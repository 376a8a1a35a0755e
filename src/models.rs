use chrono::{DateTime, Utc};
use serde::{Deserialize, Serialize};
use sqlx::FromRow;
use utoipa::ToSchema;
use uuid::Uuid;

#[derive(Debug, Serialize, Deserialize, ToSchema, FromRow)]
pub struct User {
    pub id: Uuid,
    pub email: String,
    #[serde(skip_serializing)]
    pub password_hash: String,
    pub created_at: DateTime<Utc>,
    pub role: String,
}

// ---- company directory ----

#[derive(Debug, Serialize, Deserialize, ToSchema, FromRow)]
pub struct Company {
    pub id: Uuid,
    pub name: String,
    pub phone: String,
    pub whatsapp: String,
    pub mail_address: String,
    pub logo: String,
    pub created_at: DateTime<Utc>,
    pub updated_at: DateTime<Utc>,
}

/// Company row as shown in the company list, with its branch count.
#[derive(Debug, Serialize, Deserialize, ToSchema, FromRow)]
pub struct CompanySummary {
    pub id: Uuid,
    pub name: String,
    pub phone: String,
    pub mail_address: String,
    pub branch_count: i64,
    pub created_at: DateTime<Utc>,
    pub updated_at: DateTime<Utc>,
}

#[derive(Debug, Serialize, Deserialize, ToSchema, FromRow)]
pub struct Branch {
    pub id: Uuid,
    pub company_id: Uuid,
    pub name: String,
    pub email: Option<String>,
    pub address: String,
    pub photo: String,
    pub instagram_url: String,
    pub facebook_url: String,
    pub twitter_url: String,
    pub google_business_url: String,
    pub youtube_url: String,
    pub is_main: bool,
    pub created_at: DateTime<Utc>,
    pub updated_at: DateTime<Utc>,
}

#[derive(Debug, Serialize, Deserialize, ToSchema)]
pub struct BranchSummary {
    pub id: Uuid,
    pub company_id: Uuid,
    pub company_name: String,
    pub name: String,
    pub display_name: String,
    pub email: Option<String>,
    pub is_main: bool,
    pub phones_count: i64,
    pub photo: String,
    pub created_at: DateTime<Utc>,
    pub updated_at: DateTime<Utc>,
}

#[derive(Debug, Serialize, Deserialize, ToSchema)]
pub struct BranchPhoneNumber {
    pub id: Uuid,
    pub branch_id: Uuid,
    pub name: String,
    pub phone_number: String,
    pub created_at: DateTime<Utc>,
    pub updated_at: DateTime<Utc>,
}

#[derive(Debug, Serialize, Deserialize, ToSchema)]
pub struct Address {
    pub id: Uuid,
    pub address: String,
    pub short_address: String,
    pub province: String,
    pub district: String,
    pub created_at: DateTime<Utc>,
    pub updated_at: DateTime<Utc>,
}

// ---- catalog ----

#[derive(Debug, Serialize, Deserialize, ToSchema)]
pub struct Category {
    pub id: Uuid,
    pub name: String,
    pub created_at: DateTime<Utc>,
    pub updated_at: DateTime<Utc>,
}

#[derive(Debug, Serialize, Deserialize, ToSchema)]
pub struct SeriesCategory {
    pub id: Uuid,
    pub category_id: Uuid,
    pub name: String,
    pub created_at: DateTime<Utc>,
    pub updated_at: DateTime<Utc>,
}

#[derive(Debug, Serialize, Deserialize, ToSchema)]
pub struct ModelCategory {
    pub id: Uuid,
    pub category_id: Uuid,
    pub series_id: Uuid,
    pub name: String,
    pub created_at: DateTime<Utc>,
    pub updated_at: DateTime<Utc>,
}

#[derive(Debug, Serialize, Deserialize, ToSchema)]
pub struct Product {
    pub id: Uuid,
    pub name: String,
    pub category_id: Option<Uuid>,
    pub series_id: Option<Uuid>,
    pub model_id: Option<Uuid>,
    pub width: f64,
    pub height: f64,
    pub depth: f64,
    pub description: String,
    pub stock: i32,
    pub created_at: DateTime<Utc>,
    pub updated_at: DateTime<Utc>,
}

#[derive(Debug, Serialize, Deserialize, ToSchema)]
pub struct ProductImage {
    pub id: Uuid,
    pub product_id: Uuid,
    pub image: String,
    pub alt_text: Option<String>,
    pub is_cover: bool,
    pub created_at: DateTime<Utc>,
    pub updated_at: DateTime<Utc>,
}

#[derive(Debug, Serialize, Deserialize, ToSchema)]
pub struct ProductVideo {
    pub id: Uuid,
    pub product_id: Uuid,
    pub video: Option<String>,
    pub alt_text: Option<String>,
    pub created_at: DateTime<Utc>,
    pub updated_at: DateTime<Utc>,
}

// ---- homepage ----

#[derive(Debug, Serialize, Deserialize, ToSchema)]
pub struct HeroSection {
    pub id: Uuid,
    pub title: String,
    pub description: String,
    pub image: String,
    pub youtube_url: String,
    pub youtube_embed_url: String,
}

#[derive(Debug, Serialize, Deserialize, ToSchema)]
pub struct AboutSection {
    pub id: Uuid,
    pub header: String,
    pub sub_header: String,
    pub home_description: String,
    pub detail_description: String,
    pub image: String,
}

#[derive(Debug, Serialize, Deserialize, ToSchema)]
pub struct Statistic {
    pub id: Uuid,
    pub title: String,
    pub value: i32,
    pub icon: String,
}

#[derive(Debug, Serialize, Deserialize, ToSchema)]
pub struct OurValue {
    pub id: Uuid,
    pub title: String,
    pub description: String,
    pub short_description: String,
    pub image: String,
}

#[derive(Debug, Serialize, Deserialize, ToSchema)]
pub struct Faq {
    pub id: Uuid,
    pub question: String,
    pub answer: String,
    pub short_question: String,
    pub short_answer: String,
}

#[derive(Debug, Serialize, Deserialize, ToSchema)]
pub struct BusinessPartner {
    pub id: Uuid,
    pub name: String,
    pub image: String,
    pub img_alt: String,
}
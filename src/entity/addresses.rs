use sea_orm::entity::prelude::*;

#[derive(Clone, Debug, PartialEq, DeriveEntityModel)]
#[sea_orm(table_name = "addresses")]
pub struct Model {
    #[sea_orm(primary_key, auto_increment = false)]
    pub id: Uuid,
    pub address: String,
    pub province: String,
    pub district: String,
    pub created_at: DateTimeWithTimeZone,
    pub updated_at: DateTimeWithTimeZone,
}

#[derive(Copy, Clone, Debug, EnumIter, DeriveRelation)]
pub enum Relation {}

impl ActiveModelBehavior for ActiveModel {}
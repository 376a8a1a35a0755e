use std::{env, str::FromStr};

use anyhow::Context;

const DEFAULT_BODY_LIMIT: usize = 1024 * 1024;
const DEFAULT_CONCURRENCY_LIMIT: usize = 100;

#[derive(Debug, Clone)]
pub struct AppConfig {
    pub database_url: String,
    pub database_max_connections: u32,
    pub host: String,
    pub port: u16,
    /// Required by the API server only.
    pub jwt_secret: Option<String>,
    /// Origins allowed by CORS. Empty means any origin.
    pub cors_origins: Vec<String>,
    pub body_limit: usize,
    pub concurrency_limit: usize,
}

impl AppConfig {
    pub fn from_env() -> anyhow::Result<Self> {
        let database_url = env::var("DATABASE_URL").context("DATABASE_URL is not set")?;
        Ok(Self {
            database_url,
            database_max_connections: env_or("DATABASE_MAX_CONNECTIONS", 10),
            host: env::var("APP_HOST").unwrap_or_else(|_| "127.0.0.1".to_string()),
            port: env_or("APP_PORT", 3000),
            jwt_secret: env::var("JWT_SECRET").ok().filter(|s| !s.is_empty()),
            cors_origins: env::var("CORS_ORIGINS")
                .map(|raw| parse_origins(&raw))
                .unwrap_or_default(),
            body_limit: env_or("APP_BODY_LIMIT", DEFAULT_BODY_LIMIT),
            concurrency_limit: env_or("APP_CONCURRENCY_LIMIT", DEFAULT_CONCURRENCY_LIMIT),
        })
    }
}

/// Reads `key` and parses it, falling back to `default` when unset or unparsable.
fn env_or<T: FromStr>(key: &str, default: T) -> T {
    env::var(key)
        .ok()
        .and_then(|value| value.trim().parse().ok())
        .unwrap_or(default)
}

/// Comma separated origin list, blanks dropped.
pub fn parse_origins(raw: &str) -> Vec<String> {
    raw.split(',')
        .map(str::trim)
        .filter(|origin| !origin.is_empty())
        .map(|origin| origin.trim_end_matches('/').to_string())
        .collect()
}

#[cfg(test)]
mod tests {
    use super::*;

    #[test]
    fn origins_are_trimmed_and_blanks_skipped() {
        assert_eq!(
            parse_origins(" https://example.com/ ,, http://localhost:5173"),
            vec!["https://example.com", "http://localhost:5173"]
        );
        assert!(parse_origins(" , ").is_empty());
    }
}
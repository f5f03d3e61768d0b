//! # Server Configuration
//!
//! Defaults suit a local management endpoint. Every value can be
//! overridden from the environment with the `AUTODOC__SERVER__` prefix:
//!
//! | Variable | Meaning |
//! |---|---|
//! | `AUTODOC__SERVER__ADDR` | bind address, e.g. `0.0.0.0:8080` |
//! | `AUTODOC__SERVER__KEEP_ALIVE` | `true`/`false` |
//! | `AUTODOC__SERVER__SHUTDOWN_TIMEOUT_SECS` | drain timeout on shutdown |
//! | `AUTODOC__SERVER__MAX_BODY_SIZE` | request body limit in bytes |

use crate::error::{Error, Result};
use std::collections::HashMap;
use std::net::SocketAddr;
use std::time::Duration;

/// Prefix shared by all configuration variables
pub const ENV_PREFIX: &str = "AUTODOC";

/// HTTP Server configuration
#[derive(Debug, Clone, PartialEq, Eq)]
pub struct ServerConfig {
    /// Address to bind the server to
    pub address: SocketAddr,
    /// Enable keep-alive connections
    pub keep_alive: bool,
    /// Shutdown timeout for graceful shutdown (default: 30 seconds)
    pub shutdown_timeout: Duration,
    /// Max request body size in bytes
    pub max_body_size: usize,
}

impl Default for ServerConfig {
    fn default() -> Self {
        Self {
            address: ([127, 0, 0, 1], 8000).into(),
            keep_alive: true,
            shutdown_timeout: Duration::from_secs(30),
            max_body_size: 1024 * 1024,
        }
    }
}

impl ServerConfig {
    /// Defaults with overrides from the process environment
    ///
    /// # Errors
    ///
    /// Returns `Error::Config` if a variable holds a malformed value.
    pub fn from_env() -> Result<Self> {
        Self::from_vars(std::env::vars())
    }

    /// Defaults with overrides from the given variables
    ///
    /// Variables without the `AUTODOC__` prefix are ignored.
    ///
    /// # Errors
    ///
    /// Returns `Error::Config` if a variable holds a malformed value or an
    /// unknown server key is used.
    pub fn from_vars(vars: impl IntoIterator<Item = (String, String)>) -> Result<Self> {
        let vars: HashMap<String, String> = vars
            .into_iter()
            .filter(|(k, _)| k.starts_with(ENV_PREFIX))
            .collect();

        let mut config = Self::default();
        for (key, value) in &vars {
            config.apply_env_var(key, value)?;
        }
        Ok(config)
    }

    fn apply_env_var(&mut self, key: &str, value: &str) -> Result<()> {
        let Some(rest) = key
            .strip_prefix(ENV_PREFIX)
            .and_then(|k| k.strip_prefix("__"))
        else {
            return Ok(());
        };

        let parts: Vec<&str> = rest.split("__").collect();
        match parts.as_slice() {
            ["SERVER", "ADDR"] => {
                self.address = value
                    .parse()
                    .map_err(|_| config_error(key, "expected socket address"))?;
            }
            ["SERVER", "KEEP_ALIVE"] => {
                self.keep_alive =
                    parse_bool(value).ok_or_else(|| config_error(key, "expected boolean"))?;
            }
            ["SERVER", "SHUTDOWN_TIMEOUT_SECS"] => {
                let secs: u64 = value
                    .parse()
                    .map_err(|_| config_error(key, "expected integer"))?;
                self.shutdown_timeout = Duration::from_secs(secs);
            }
            ["SERVER", "MAX_BODY_SIZE"] => {
                self.max_body_size = value
                    .parse()
                    .map_err(|_| config_error(key, "expected integer"))?;
            }
            ["SERVER", ..] => return Err(config_error(key, "unknown server setting")),
            _ => {}
        }
        Ok(())
    }

    /// Bind address
    #[must_use]
    pub const fn with_address(mut self, address: SocketAddr) -> Self {
        self.address = address;
        self
    }

    /// Max request body size
    #[must_use]
    pub const fn with_max_body_size(mut self, bytes: usize) -> Self {
        self.max_body_size = bytes;
        self
    }

    /// Graceful shutdown timeout
    #[must_use]
    pub const fn with_shutdown_timeout(mut self, timeout: Duration) -> Self {
        self.shutdown_timeout = timeout;
        self
    }
}

fn config_error(key: &str, reason: &str) -> Error {
    Error::Config {
        key: key.to_string(),
        reason: reason.to_string(),
    }
}

fn parse_bool(value: &str) -> Option<bool> {
    match value.trim().to_ascii_lowercase().as_str() {
        "true" | "1" | "yes" | "on" => Some(true),
        "false" | "0" | "no" | "off" => Some(false),
        _ => None,
    }
}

◇ ◇ ◇ ◇

What this task involves:
Every line from the line containing "pub struct HeroSection" through the line containing "pub enum Relation" in the records above must be retyped exactly. Leave out the rest.

Expected answer:
pub struct HeroSection {
    pub id: Uuid,
    pub title: String,
    pub description: String,
    pub image: String,
    pub youtube_url: String,
    pub youtube_embed_url: String,
}

#[derive(Debug, Serialize, Deserialize, ToSchema)]
pub struct AboutSection {
    pub id: Uuid,
    pub header: String,
    pub sub_header: String,
    pub home_description: String,
    pub detail_description: String,
    pub image: String,
}

#[derive(Debug, Serialize, Deserialize, ToSchema)]
pub struct Statistic {
    pub id: Uuid,
    pub title: String,
    pub value: i32,
    pub icon: String,
}

#[derive(Debug, Serialize, Deserialize, ToSchema)]
pub struct OurValue {
    pub id: Uuid,
    pub title: String,
    pub description: String,
    pub short_description: String,
    pub image: String,
}

#[derive(Debug, Serialize, Deserialize, ToSchema)]
pub struct Faq {
    pub id: Uuid,
    pub question: String,
    pub answer: String,
    pub short_question: String,
    pub short_answer: String,
}

#[derive(Debug, Serialize, Deserialize, ToSchema)]
pub struct BusinessPartner {
    pub id: Uuid,
    pub name: String,
    pub image: String,
    pub img_alt: String,
}
filename src/entity/addresses.rs
use sea_orm::entity::prelude::*;

#[derive(Clone, Debug, PartialEq, DeriveEntityModel)]
#[sea_orm(table_name = "addresses")]
pub struct Model {
    #[sea_orm(primary_key, auto_increment = false)]
    pub id: Uuid,
    pub address: String,
    pub province: String,
    pub district: String,
    pub created_at: DateTimeWithTimeZone,
    pub updated_at: DateTimeWithTimeZone,
}

#[derive(Copy, Clone, Debug, EnumIter, DeriveRelation)]
pub enum Relation {}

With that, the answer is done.